Pull every line holding the word "unwrap" out of the data and copy it.
*** ENTRIES SHOWN Section Begins ***
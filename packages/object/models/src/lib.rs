#![cfg_attr(feature = "fail-on-warnings", deny(warnings))]
#![warn(clippy::all, clippy::pedantic, clippy::nursery, clippy::cargo)]
#![allow(clippy::multiple_crate_versions)]

//! City object taxonomy, typed parameters, and coordinate types.
//!
//! This crate defines the closed set of object kinds a planner can place on
//! the map, the strongly typed parameters each kind carries, and the
//! category catalog (labels, emoji, marker styles) shared by every host.

pub mod catalog;

use serde::{Deserialize, Serialize};
use strum_macros::{AsRefStr, Display, EnumString, IntoStaticStr};

/// The fixed set of city object categories.
#[derive(
    Debug,
    Clone,
    Copy,
    PartialEq,
    Eq,
    PartialOrd,
    Ord,
    Hash,
    Serialize,
    Deserialize,
    Display,
    EnumString,
    AsRefStr,
    IntoStaticStr,
)]
#[serde(rename_all = "SCREAMING_SNAKE_CASE")]
#[strum(serialize_all = "SCREAMING_SNAKE_CASE", ascii_case_insensitive)]
pub enum ObjectKind {
    /// Residential complex
    Housing,
    /// School
    School,
    /// Park or other green space
    Park,
    /// Sports complex
    SportsFacility,
    /// Industrial site
    Industry,
    /// Bridge
    Bridge,
}

impl ObjectKind {
    /// Returns the parameters a freshly placed object of this kind starts with.
    #[must_use]
    pub const fn default_params(self) -> ObjectParams {
        match self {
            Self::Housing => ObjectParams::Housing { residents: 1500 },
            Self::School => ObjectParams::School { capacity: 800 },
            Self::Park => ObjectParams::Park { green_factor: 0.25 },
            Self::SportsFacility => ObjectParams::SportsFacility {
                visitors_per_day: 500,
            },
            Self::Industry => ObjectParams::Industry {
                emission: 120.0,
                filter_efficiency: 0.0,
            },
            Self::Bridge => ObjectParams::Bridge {
                capacity_bonus: 200,
            },
        }
    }

    /// Returns all variants of this enum.
    #[must_use]
    pub const fn all() -> &'static [Self] {
        &[
            Self::Housing,
            Self::School,
            Self::Park,
            Self::SportsFacility,
            Self::Industry,
            Self::Bridge,
        ]
    }
}

/// Category-specific parameters, one variant per [`ObjectKind`].
#[derive(Debug, Clone, Copy, PartialEq, Serialize, Deserialize)]
#[serde(
    tag = "kind",
    rename_all = "SCREAMING_SNAKE_CASE",
    rename_all_fields = "camelCase"
)]
pub enum ObjectParams {
    /// Residential complex parameters.
    Housing {
        /// Number of residents.
        residents: u32,
    },
    /// School parameters.
    School {
        /// Number of pupil seats.
        capacity: u32,
    },
    /// Park parameters.
    Park {
        /// Relative greening contribution (0.0-1.0).
        green_factor: f64,
    },
    /// Sports complex parameters.
    SportsFacility {
        /// Expected visitors per day.
        visitors_per_day: u32,
    },
    /// Industrial site parameters.
    Industry {
        /// Base emission level before filtering.
        emission: f64,
        /// Fraction of emission removed by filters (0.0-1.0).
        filter_efficiency: f64,
    },
    /// Bridge parameters.
    Bridge {
        /// Extra crossing capacity provided.
        capacity_bonus: u32,
    },
}

impl ObjectParams {
    /// Returns the kind these parameters belong to.
    #[must_use]
    pub const fn kind(&self) -> ObjectKind {
        match self {
            Self::Housing { .. } => ObjectKind::Housing,
            Self::School { .. } => ObjectKind::School,
            Self::Park { .. } => ObjectKind::Park,
            Self::SportsFacility { .. } => ObjectKind::SportsFacility,
            Self::Industry { .. } => ObjectKind::Industry,
            Self::Bridge { .. } => ObjectKind::Bridge,
        }
    }
}

/// Error returned when a latitude/longitude pair is out of range or not
/// finite.
#[derive(Debug, Clone, Copy, PartialEq, thiserror::Error)]
#[error("invalid coordinate ({lat}, {lon}): expected latitude in -90..=90 and longitude in -180..=180")]
pub struct InvalidCoordinateError {
    /// The rejected latitude.
    pub lat: f64,
    /// The rejected longitude.
    pub lon: f64,
}

/// A point on the map in decimal degrees.
#[derive(Debug, Clone, Copy, PartialEq, Serialize, Deserialize)]
#[serde(try_from = "RawCoordinate")]
pub struct Coordinate {
    lat: f64,
    lon: f64,
}

#[derive(Deserialize)]
struct RawCoordinate {
    lat: f64,
    lon: f64,
}

impl TryFrom<RawCoordinate> for Coordinate {
    type Error = InvalidCoordinateError;

    fn try_from(raw: RawCoordinate) -> Result<Self, Self::Error> {
        Self::new(raw.lat, raw.lon)
    }
}

impl Coordinate {
    /// Creates a coordinate, validating the latitude/longitude ranges.
    ///
    /// # Errors
    ///
    /// Returns [`InvalidCoordinateError`] if either value is not finite or
    /// lies outside its valid range.
    pub fn new(lat: f64, lon: f64) -> Result<Self, InvalidCoordinateError> {
        if lat.is_finite()
            && lon.is_finite()
            && (-90.0..=90.0).contains(&lat)
            && (-180.0..=180.0).contains(&lon)
        {
            Ok(Self { lat, lon })
        } else {
            Err(InvalidCoordinateError { lat, lon })
        }
    }

    /// Creates a coordinate without range checks. Intended for constants.
    #[must_use]
    pub const fn new_unchecked(lat: f64, lon: f64) -> Self {
        Self { lat, lon }
    }

    /// Latitude in degrees.
    #[must_use]
    pub const fn lat(&self) -> f64 {
        self.lat
    }

    /// Longitude in degrees.
    #[must_use]
    pub const fn lon(&self) -> f64 {
        self.lon
    }
}

impl std::fmt::Display for Coordinate {
    fn fmt(&self, f: &mut std::fmt::Formatter<'_>) -> std::fmt::Result {
        write!(f, "({:.5}, {:.5})", self.lat, self.lon)
    }
}

/// An object placed on the map.
#[derive(Debug, Clone, PartialEq, Serialize, Deserialize)]
#[serde(rename_all = "camelCase")]
pub struct CityObject {
    /// Opaque identifier, unique within a registry.
    pub id: String,
    /// Where the object sits.
    pub coordinate: Coordinate,
    /// Kind-specific parameters. The object's kind is derived from these.
    pub params: ObjectParams,
}

impl CityObject {
    /// Creates an object of the given kind with that kind's default
    /// parameters.
    #[must_use]
    pub fn new(id: impl Into<String>, kind: ObjectKind, coordinate: Coordinate) -> Self {
        Self {
            id: id.into(),
            coordinate,
            params: kind.default_params(),
        }
    }

    /// Returns this object's kind.
    #[must_use]
    pub const fn kind(&self) -> ObjectKind {
        self.params.kind()
    }
}

/// A category name as received from a host, which may or may not be one of
/// the known [`ObjectKind`]s.
///
/// Deserializes from any string through [`CandidateKind::parse`], so known
/// names match case-insensitively.
#[derive(Debug, Clone, PartialEq, Eq, Serialize, Deserialize)]
#[serde(from = "String", into = "String")]
pub enum CandidateKind {
    /// A recognized kind.
    Known(ObjectKind),
    /// Any other category name.
    Unknown(String),
}

impl CandidateKind {
    /// Maps a category name onto a known kind, keeping unrecognized names
    /// as-is.
    #[must_use]
    pub fn parse(name: &str) -> Self {
        name.trim()
            .parse::<ObjectKind>()
            .map_or_else(|_| Self::Unknown(name.to_string()), Self::Known)
    }
}

impl From<ObjectKind> for CandidateKind {
    fn from(kind: ObjectKind) -> Self {
        Self::Known(kind)
    }
}

impl From<String> for CandidateKind {
    fn from(name: String) -> Self {
        Self::parse(&name)
    }
}

impl From<CandidateKind> for String {
    fn from(kind: CandidateKind) -> Self {
        match kind {
            CandidateKind::Known(kind) => kind.to_string(),
            CandidateKind::Unknown(name) => name,
        }
    }
}

#[cfg(test)]
mod tests {
    use super::*;

    #[test]
    fn default_params_match_kind() {
        for kind in ObjectKind::all() {
            assert_eq!(kind.default_params().kind(), *kind);
        }
    }

    #[test]
    fn kind_parses_case_insensitively() {
        assert_eq!(
            "sports_facility".parse::<ObjectKind>().unwrap(),
            ObjectKind::SportsFacility
        );
        assert_eq!("HOUSING".parse::<ObjectKind>().unwrap(), ObjectKind::Housing);
        assert!("harbor".parse::<ObjectKind>().is_err());
    }

    #[test]
    fn candidate_kind_keeps_unknown_names() {
        assert_eq!(
            CandidateKind::parse("school"),
            CandidateKind::Known(ObjectKind::School)
        );
        assert_eq!(
            CandidateKind::parse("Harbor"),
            CandidateKind::Unknown("Harbor".to_string())
        );
    }

    #[derive(Debug, Serialize, Deserialize)]
    struct Candidate {
        kind: CandidateKind,
    }

    #[test]
    fn candidate_kind_deserializes_through_parse() {
        let c: Candidate = toml::from_str("kind = \"sports_facility\"").unwrap();
        assert_eq!(c.kind, CandidateKind::Known(ObjectKind::SportsFacility));

        let c: Candidate = toml::from_str("kind = \"Harbor\"").unwrap();
        assert_eq!(c.kind, CandidateKind::Unknown("Harbor".to_string()));
    }

    #[test]
    fn candidate_kind_serializes_as_name() {
        let text = toml::to_string(&Candidate {
            kind: CandidateKind::Known(ObjectKind::Park),
        })
        .unwrap();
        assert_eq!(text.trim(), "kind = \"PARK\"");

        let text = toml::to_string(&Candidate {
            kind: CandidateKind::Unknown("harbor".to_string()),
        })
        .unwrap();
        assert_eq!(text.trim(), "kind = \"harbor\"");
    }

    #[test]
    fn coordinate_rejects_out_of_range() {
        assert!(Coordinate::new(49.9, 82.6).is_ok());
        assert!(Coordinate::new(90.0, -180.0).is_ok());
        assert!(Coordinate::new(90.5, 0.0).is_err());
        assert!(Coordinate::new(0.0, 181.0).is_err());
        assert!(Coordinate::new(f64::NAN, 0.0).is_err());
    }

    #[test]
    fn coordinate_deserialization_validates() {
        let ok: Result<Coordinate, _> = parse_toml(r#"lat = 10.0
lon = 20.0"#);
        assert_eq!(ok.unwrap(), Coordinate::new_unchecked(10.0, 20.0));

        let bad: Result<Coordinate, _> = parse_toml(r#"lat = 100.0
lon = 20.0"#);
        assert!(bad.is_err());
    }

    fn parse_toml(s: &str) -> Result<Coordinate, toml::de::Error> {
        toml::from_str(s)
    }

    #[test]
    fn params_serialize_with_kind_tag() {
        let params = ObjectKind::Industry.default_params();
        let text = toml::to_string(&params).unwrap();
        assert!(text.contains("kind = \"INDUSTRY\""), "{text}");
        assert!(text.contains("filterEfficiency = 0.0"), "{text}");
    }

    #[test]
    fn new_object_uses_defaults() {
        let obj = CityObject::new("abc", ObjectKind::School, Coordinate::new_unchecked(1.0, 2.0));
        assert_eq!(obj.kind(), ObjectKind::School);
        assert_eq!(obj.params, ObjectParams::School { capacity: 800 });
    }
}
*** ENTRIES SHOWN Section Ends ***
#### [EXPECTED OUTPUT]
            "sports_facility".parse::<ObjectKind>().unwrap(),
        assert_eq!("HOUSING".parse::<ObjectKind>().unwrap(), ObjectKind::Housing);
        let c: Candidate = toml::from_str("kind = \"sports_facility\"").unwrap();
        let c: Candidate = toml::from_str("kind = \"Harbor\"").unwrap();
        .unwrap();
        .unwrap();
        assert_eq!(ok.unwrap(), Coordinate::new_unchecked(10.0, 20.0));
        let text = toml::to_string(&params).unwrap();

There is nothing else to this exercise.